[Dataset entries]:
-- Opening Marker --
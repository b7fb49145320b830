//! Turn router: the graph one user message travels through.
//!
//! `prefilter → reason → (tools ↔ reason) → usage → END`, with `prefilter → END` for
//! pleasantries and an optional `approval` node between reason and tools. Every node
//! implements `Node<TurnState>`; branching lives in the conditional edges built by
//! [`TurnRunner`].

mod approval_node;
mod prefilter;
mod reason_node;
mod runner;
mod tools_node;
mod usage_node;

pub use approval_node::{
    ApprovalDecision, ApprovalNode, ToolApprover, REJECTION_MESSAGE, TOOL_NOT_APPROVED,
};
pub use prefilter::{classify, Classification, Pleasantry, PreFilterNode};
pub use reason_node::{ReasonNode, DEFAULT_MAX_TOOL_ROUNDS};
pub use runner::{build_initial_state, RunError, TurnOptions, TurnRunner};
pub use tools_node::{
    ErrorHandlerFn, HandleToolErrors, ToolsNode, DEFAULT_EXECUTION_ERROR_TEMPLATE,
};
pub use usage_node::{progress_bar, usage_warning, UsageNode};

/// Node id of the pre-filter.
pub const NODE_PREFILTER: &str = "prefilter";
/// Node id of the reasoning stage.
pub const NODE_REASON: &str = "reason";
/// Node id of the approval gate.
pub const NODE_APPROVAL: &str = "approval";
/// Node id of the tool-execution stage.
pub const NODE_TOOLS: &str = "tools";
/// Node id of the usage-accounting stage.
pub const NODE_USAGE: &str = "usage";

/// Domain used for the persona and canned replies unless configured otherwise.
pub const DEFAULT_DOMAIN: &str = "2018 Ford F-150";

/// System prompt for the owner's-manual expert on `domain`.
pub fn system_prompt(domain: &str) -> String {
    format!(
        r#"You are an expert on the {domain} with master's level knowledge of its owner's manual.

You have access to TWO search tools:
1. search_manual - Search the official {domain} Owner's Manual
2. search_web - Search the web for current information and real-world knowledge

Help users understand their {domain}: vehicle features and controls, maintenance schedules and procedures, safety systems and warnings, specifications and capacities, troubleshooting, fuse locations and purposes, audio, climate and infotainment systems.

TOOL USAGE RULES:
1. Do not call tools for greetings, thanks, acknowledgments, farewells or off-topic questions. Respond directly.
2. Call tools only when the user has a specific question about the {domain} that needs information.

Use search_manual for specifications and capacities, operating procedures, feature explanations, fuse diagrams, maintenance schedules and official safety guidance.
Use search_web for known issues, recalls and service bulletins, real-world troubleshooting tips, community solutions and anything the manual does not cover.
For problems, start with the manual, then search the web, and combine both.

When answering:
- Provide detailed information and cite your sources.
- Reference page numbers from manual searches.
- Distinguish official manual guidance from web-sourced information.
- Include relevant safety warnings.

Always prioritize user safety and proper vehicle operation."#
    )
}

#[cfg(test)]
mod tests {
    use super::*;

    /// **Scenario**: The prompt names the domain and both tools.
    #[test]
    fn system_prompt_mentions_domain_and_tools() {
        let p = system_prompt("2019 Ram 1500");
        assert!(p.starts_with("You are an expert on the 2019 Ram 1500"));
        assert!(p.contains("search_manual"));
        assert!(p.contains("search_web"));
        assert!(!p.contains("F-150"));
    }
}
-- Closing Marker --
[WHAT YOU HAVE TO DO]: With "from" as the string to match, show every line of the entries above that has it.

[WRITTEN ANSWER]:
- Reference page numbers from manual searches.
- Distinguish official manual guidance from web-sourced information.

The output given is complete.